EXERCISE BRIEF: Each line from the beginning of the entries below through the line that includes "sits nearest to." must be returned exactly as given.

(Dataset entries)
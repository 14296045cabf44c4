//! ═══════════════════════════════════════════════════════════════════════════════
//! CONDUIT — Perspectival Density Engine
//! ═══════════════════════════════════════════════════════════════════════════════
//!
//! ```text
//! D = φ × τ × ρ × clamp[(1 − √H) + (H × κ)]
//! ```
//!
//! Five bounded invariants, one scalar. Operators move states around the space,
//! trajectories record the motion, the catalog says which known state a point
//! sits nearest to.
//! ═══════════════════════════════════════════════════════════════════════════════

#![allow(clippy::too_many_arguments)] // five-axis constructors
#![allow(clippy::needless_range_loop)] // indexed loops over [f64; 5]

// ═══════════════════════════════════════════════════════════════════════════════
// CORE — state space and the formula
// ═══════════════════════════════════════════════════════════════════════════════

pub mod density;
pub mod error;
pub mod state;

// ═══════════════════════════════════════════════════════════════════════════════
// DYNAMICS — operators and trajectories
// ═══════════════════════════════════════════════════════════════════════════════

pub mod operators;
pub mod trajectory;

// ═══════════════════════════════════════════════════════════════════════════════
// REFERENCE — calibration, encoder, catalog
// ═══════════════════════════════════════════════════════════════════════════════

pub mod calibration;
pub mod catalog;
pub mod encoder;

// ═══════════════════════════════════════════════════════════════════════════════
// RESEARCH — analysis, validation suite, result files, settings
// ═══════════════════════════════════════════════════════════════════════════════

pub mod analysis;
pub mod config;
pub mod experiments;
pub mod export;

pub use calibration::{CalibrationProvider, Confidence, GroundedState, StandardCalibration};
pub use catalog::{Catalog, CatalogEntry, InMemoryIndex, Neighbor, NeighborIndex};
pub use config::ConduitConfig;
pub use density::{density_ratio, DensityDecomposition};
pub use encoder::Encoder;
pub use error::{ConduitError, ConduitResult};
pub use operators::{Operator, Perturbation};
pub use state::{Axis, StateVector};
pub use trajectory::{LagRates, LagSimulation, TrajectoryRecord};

TASK RESPONSE:
repository 14296045cabf44c4
//! ═══════════════════════════════════════════════════════════════════════════════
//! CONDUIT — Perspectival Density Engine
//! ═══════════════════════════════════════════════════════════════════════════════
//!
//! ```text
//! D = φ × τ × ρ × clamp[(1 − √H) + (H × κ)]
//! ```
//!
//! Five bounded invariants, one scalar. Operators move states around the space,
//! trajectories record the motion, the catalog says which known state a point
//! sits nearest to.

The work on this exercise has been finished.